#### INSTRUCTIONS FOR THE TASK:
Exactly as they appear below, repeat the lines from the one with "let path = layout" through the one with "PathTarget::Local(path) if is_path_literal(path)", and no others.

Dataset entries:
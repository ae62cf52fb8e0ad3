//! # CLI Command Implementations
//!
//! This module contains the implementation for each subcommand of the
//! `nix-path` command-line tool. Each subcommand is defined in its own file.
//!
//! ## Structure
//!
//! Each command module typically contains:
//! - An `Args` struct that defines the command-specific arguments and options,
//!   derived using `clap`.
//! - An `execute` function that takes the parsed `Args` and performs the
//!   command's logic.
//!
//! Commands that build a search path share [`SourceArgs`] and [`build`].

use std::path::PathBuf;

use anyhow::{Context, Result};
use clap::Args;
use log::warn;

use nix_path::cache::CacheLayout;
use nix_path::defaults::NIX_PATH_ENV;
use nix_path::entry::NixPathEntry;
use nix_path::merge::prepare_prefixes;
use nix_path::phases::{orchestrator, SearchPath, Sources};
use nix_path::repository::RevisionCache;

pub mod completions;
pub mod exec;
pub mod manifest;
pub mod optimize;
pub mod print;

/// Where the search path comes from.
///
/// Sources apply in this order, later ones overriding earlier ones by key:
/// the inherited `NIX_PATH`, every `--file`, every `--include`.
#[derive(Args, Debug, Clone, Default)]
pub struct SourceArgs {
    /// Path file to read (repeatable, applied in order).
    #[arg(short = 'f', long = "file", value_name = "PATH")]
    pub files: Vec<PathBuf>,

    /// Search-path element(s) to add, e.g. `nixpkgs=https://github.com/NixOS/nixpkgs;rev=nixos-24.05`
    /// (repeatable, applied after path files).
    #[arg(short = 'I', long = "include", value_name = "ENTRY")]
    pub includes: Vec<String>,

    /// Also expose keys under PREFIX without it (repeatable).
    #[arg(short = 'p', long = "promote", value_name = "PREFIX")]
    pub promote: Vec<String>,

    /// Ignore the inherited NIX_PATH.
    #[arg(long)]
    pub no_env: bool,
}

impl SourceArgs {
    /// Resolve the arguments against the process environment.
    pub fn into_sources(self) -> Result<Sources> {
        let cwd = std::env::current_dir().context("Failed to determine the current directory")?;

        for file in &self.files {
            let resolved = nix_path::path::resolve_against(&cwd, file);
            if !resolved.exists() {
                return Err(nix_path::suggestions::path_file_not_found(&resolved));
            }
        }

        let env = if self.no_env {
            None
        } else {
            std::env::var(NIX_PATH_ENV).ok()
        };

        Ok(Sources {
            env,
            files: self.files,
            includes: self.includes,
            promote: self.promote,
            cwd,
        })
    }
}

/// Build the search path for `args` against the cache at `layout`.
pub fn build(args: SourceArgs, layout: &CacheLayout) -> Result<SearchPath> {
    let sources = args.into_sources()?;
    let cache = RevisionCache::new(layout.clone());
    let search_path = orchestrator::execute(&sources, &cache)?;
    warn_unmatched_prefixes(&sources.promote, &search_path.entries);
    Ok(search_path)
}

fn warn_unmatched_prefixes(prefixes: &[String], entries: &[NixPathEntry]) {
    let Ok(prepared) = prepare_prefixes(prefixes) else {
        return;
    };
    let keys: Vec<&str> = entries.iter().filter_map(NixPathEntry::key).collect();
    for prefix in prepared {
        if !keys.iter().any(|key| key.starts_with(prefix.as_str())) {
            warn!("{}", nix_path::suggestions::unmatched_prefix(&prefix, &keys));
        }
    }
}
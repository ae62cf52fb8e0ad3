//! # Manifest Command Implementation
//!
//! Resolves the search path, writes its manifest under the cache's `tmp/`
//! directory and prints the manifest's location. The manifest is a path
//! file, so it can be fed back with `-f` to reproduce the same search path.

use anyhow::Result;
use clap::Args;

use nix_path::cache::CacheLayout;

use super::SourceArgs;

/// Write the manifest and print its path
#[derive(Args, Debug)]
pub struct ManifestArgs {
    #[command(flatten)]
    pub sources: SourceArgs,
}

/// Execute the `manifest` command.
pub fn execute(args: ManifestArgs, layout: &CacheLayout) -> Result<()> {
    let search_path = super::build(args.sources, layout)?;
    println!("{}", search_path.manifest.display());
    Ok(())
}
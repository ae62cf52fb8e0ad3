//! # Manifests
//!
//! A manifest records a final entry list as a path file, named by the
//! SHA-256 of its own bytes and stored under the cache's `tmp/` directory.
//! Identical entry lists always map to the same file, which is written at
//! most once and never modified afterwards.
//!
//! ```nix
//! # root: /opt/roots
//! {
//!   "nixpkgs" = "https://github.com/NixOS/nixpkgs;rev=<commit>";
//!   "overlays" = /home/user/overlays;
//! }
//! ```
//!
//! Root entries have no attribute name, so they are recorded as comments.
//! They still change the hash, and the file still evaluates to a mapping.

use std::fs;
use std::io::{self, Write};
use std::path::{Path, PathBuf};

use log::debug;
use sha2::{Digest, Sha256};

use crate::cache::{CacheLayout, STAGING_PREFIX};
use crate::entry::NixPathEntry;
use crate::error::Result;
use crate::target::PathTarget;

/// Extension of manifest files.
pub const MANIFEST_EXTENSION: &str = "nix";

/// Write `entries` as a manifest and return its path.
pub fn write(layout: &CacheLayout, entries: &[NixPathEntry]) -> Result<PathBuf> {
    let content = serialize(entries);
    let hash = hex::encode(Sha256::digest(content.as_bytes()));

    layout.ensure()?;
    let path = layout
        .staging_dir()
        .join(format!("{}.{}", hash, MANIFEST_EXTENSION));

    if path.is_file() {
        debug!("reusing manifest {}", path.display());
        return Ok(path);
    }

    let mut staged = tempfile::Builder::new()
        .prefix(STAGING_PREFIX)
        .tempfile_in(layout.staging_dir())?;
    staged.write_all(content.as_bytes())?;
    staged.flush()?;
    make_readable(staged.path())?;

    match staged.persist_noclobber(&path) {
        Ok(_) => debug!("wrote manifest {}", path.display()),
        Err(e) if e.error.kind() == io::ErrorKind::AlreadyExists => {
            debug!("manifest {} written concurrently", path.display());
        }
        Err(e) => return Err(e.error.into()),
    }
    Ok(path)
}

/// Render `entries` in path-file syntax.
pub fn serialize(entries: &[NixPathEntry]) -> String {
    let mut out = String::new();
    for entry in entries {
        if let NixPathEntry::Root(target) = entry {
            out.push_str(&format!("# root: {}\n", target));
        }
    }

    out.push_str("{\n");
    for entry in entries {
        if let NixPathEntry::Keyed(key, target) = entry {
            out.push_str(&format!("  {} = {};\n", quote(key), value(target)));
        }
    }
    out.push_str("}\n");
    out
}

fn value(target: &PathTarget) -> String {
    match target {
        PathTarget::Local(path) if is_path_literal(path) => path.display().to_string(),
        other => quote(&other.to_string()),
    }
}

/// Whether `path` can be written as a bare path literal.
fn is_path_literal(path: &Path) -> bool {
    let Some(text) = path.to_str() else {
        return false;
    };
    text.len() > 1
        && text.starts_with('/')
        && !text.ends_with('/')
        && !text.starts_with("/*")
        && text
            .chars()
            .all(|c| c.is_ascii_alphanumeric() || matches!(c, '.' | '_' | '-' | '+' | '/'))
}

fn quote(text: &str) -> String {
    let mut quoted = String::with_capacity(text.len() + 2);
    quoted.push('"');
    for c in text.chars() {
        match c {
            '"' => quoted.push_str("\\\""),
            '\\' => quoted.push_str("\\\\"),
            '$' => quoted.push_str("\\$"),
            '\n' => quoted.push_str("\\n"),
            '\t' => quoted.push_str("\\t"),
            '\r' => quoted.push_str("\\r"),
            c => quoted.push(c),
        }
    }
    quoted.push('"');
    quoted
}

/// Manifests are handed to other users' Nix evaluations; temp files start
/// out owner-only.
fn make_readable(path: &Path) -> Result<()> {
    #[cfg(unix)]
    {
        use std::os::unix::fs::PermissionsExt;
        fs::set_permissions(path, fs::Permissions::from_mode(0o644))?;
    }
    #[cfg(not(unix))]
    let _ = path;
    Ok(())
}
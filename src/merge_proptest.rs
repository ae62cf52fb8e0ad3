//! Property-based tests for merging and promotion.
//!
//! These tests use proptest to generate random entry lists and verify that
//! the override rules hold for all of them.

#[cfg(test)]
mod proptest_tests {
    use std::collections::HashSet;
    use std::path::{Path, PathBuf};

    use crate::cache::CacheLayout;
    use crate::entry::{parse_search_path, render, NixPathEntry};
    use crate::merge::{merge, merge_all, promote};
    use crate::target::PathTarget;
    use proptest::prelude::*;

    fn entry_strategy() -> impl Strategy<Value = NixPathEntry> {
        let target = "/[a-z]{1,5}".prop_map(|p| PathTarget::Local(PathBuf::from(p)));
        prop_oneof![
            4 => ("[a-c](\\.[a-c]){0,2}", target.clone())
                .prop_map(|(key, target)| NixPathEntry::Keyed(key, target)),
            1 => target.prop_map(NixPathEntry::Root),
        ]
    }

    fn entries_strategy() -> impl Strategy<Value = Vec<NixPathEntry>> {
        prop::collection::vec(entry_strategy(), 0..12)
    }

    fn keyed_only() -> impl Strategy<Value = Vec<NixPathEntry>> {
        entries_strategy()
            .prop_map(|entries| entries.into_iter().filter(|e| e.key().is_some()).collect())
    }

    fn first_target<'a>(entries: &'a [NixPathEntry], key: &str) -> Option<&'a PathTarget> {
        entries
            .iter()
            .find(|e| e.key() == Some(key))
            .map(NixPathEntry::target)
    }

    fn roots(entries: &[NixPathEntry]) -> usize {
        entries.iter().filter(|e| e.key().is_none()).count()
    }

    // ============================================================================
    // merge property tests
    // ============================================================================

    proptest! {
        /// Property: keys are unique after a merge
        #[test]
        fn merge_yields_unique_keys(base in entries_strategy(), incoming in entries_strategy()) {
            let merged = merge(base, incoming);
            let mut seen = HashSet::new();
            for key in merged.iter().filter_map(NixPathEntry::key) {
                prop_assert!(seen.insert(key.to_string()), "duplicate key {}", key);
            }
        }

        /// Property: incoming wins, base fills in the rest
        #[test]
        fn merge_incoming_wins(base in entries_strategy(), incoming in entries_strategy()) {
            let merged = merge(base.clone(), incoming.clone());
            let keys: HashSet<&str> = base
                .iter()
                .chain(incoming.iter())
                .filter_map(NixPathEntry::key)
                .collect();

            for key in keys {
                let expected = first_target(&incoming, key).or_else(|| first_target(&base, key));
                prop_assert_eq!(first_target(&merged, key), expected);
            }
        }

        /// Property: every root entry survives, duplicates included
        #[test]
        fn merge_keeps_all_roots(base in entries_strategy(), incoming in entries_strategy()) {
            let expected = roots(&base) + roots(&incoming);
            prop_assert_eq!(roots(&merge(base, incoming)), expected);
        }

        /// Property: merging a keyed list into itself changes nothing further
        #[test]
        fn merge_is_idempotent(entries in keyed_only()) {
            let once = merge(Vec::new(), entries);
            let twice = merge(once.clone(), once.clone());
            prop_assert_eq!(twice, once);
        }

        /// Property: merging the same keyed source again is a no-op
        #[test]
        fn merge_same_source_twice(base in entries_strategy(), incoming in keyed_only()) {
            let once = merge(base, incoming.clone());
            prop_assert_eq!(merge(once.clone(), incoming), once);
        }

        /// Property: folding sources equals merging them pairwise
        #[test]
        fn merge_all_matches_pairwise(a in entries_strategy(), b in entries_strategy(), c in entries_strategy()) {
            let folded = merge_all(vec![a.clone(), b.clone(), c.clone()]);
            let pairwise = merge(merge(merge(Vec::new(), a), b), c);
            prop_assert_eq!(folded, pairwise);
        }
    }

    // ============================================================================
    // promote property tests
    // ============================================================================

    proptest! {
        /// Property: every key under the prefix is reachable without it
        #[test]
        fn promote_exposes_stripped_keys(entries in keyed_only(), prefix in "[a-c]") {
            let deduped = merge(Vec::new(), entries);
            let promoted = promote(deduped.clone(), std::slice::from_ref(&prefix)).unwrap();
            let dotted = format!("{}.", prefix);

            for entry in &deduped {
                let key = entry.key().unwrap_or_default();
                if let Some(rest) = key.strip_prefix(dotted.as_str()) {
                    prop_assert_eq!(first_target(&promoted, rest), Some(entry.target()));
                }
            }
        }

        /// Property: promotion never drops an original key
        #[test]
        fn promote_keeps_original_keys(entries in entries_strategy(), prefix in "[a-c]") {
            let deduped = merge(Vec::new(), entries);
            let promoted = promote(deduped.clone(), &[prefix]).unwrap();
            for key in deduped.iter().filter_map(NixPathEntry::key) {
                prop_assert!(first_target(&promoted, key).is_some());
            }
            prop_assert_eq!(roots(&promoted), roots(&deduped));
        }
    }

    // ============================================================================
    // search-path string property tests
    // ============================================================================

    proptest! {
        /// Property: rendering local entries and parsing them back is lossless
        #[test]
        fn rendered_local_entries_parse_back(entries in entries_strategy()) {
            let layout = CacheLayout::new("/cache");
            let rendered = render(&entries, &layout).unwrap();
            let parsed = parse_search_path(&rendered, Path::new("/work")).unwrap();
            prop_assert_eq!(parsed, entries);
        }
    }
}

#### YOUR RESPONSE:
    let path = layout
        .staging_dir()
        .join(format!("{}.{}", hash, MANIFEST_EXTENSION));

    if path.is_file() {
        debug!("reusing manifest {}", path.display());
        return Ok(path);
    }

    let mut staged = tempfile::Builder::new()
        .prefix(STAGING_PREFIX)
        .tempfile_in(layout.staging_dir())?;
    staged.write_all(content.as_bytes())?;
    staged.flush()?;
    make_readable(staged.path())?;

    match staged.persist_noclobber(&path) {
        Ok(_) => debug!("wrote manifest {}", path.display()),
        Err(e) if e.error.kind() == io::ErrorKind::AlreadyExists => {
            debug!("manifest {} written concurrently", path.display());
        }
        Err(e) => return Err(e.error.into()),
    }
    Ok(path)
}

/// Render `entries` in path-file syntax.
pub fn serialize(entries: &[NixPathEntry]) -> String {
    let mut out = String::new();
    for entry in entries {
        if let NixPathEntry::Root(target) = entry {
            out.push_str(&format!("# root: {}\n", target));
        }
    }

    out.push_str("{\n");
    for entry in entries {
        if let NixPathEntry::Keyed(key, target) = entry {
            out.push_str(&format!("  {} = {};\n", quote(key), value(target)));
        }
    }
    out.push_str("}\n");
    out
}

fn value(target: &PathTarget) -> String {
    match target {
        PathTarget::Local(path) if is_path_literal(path) => path.display().to_string(),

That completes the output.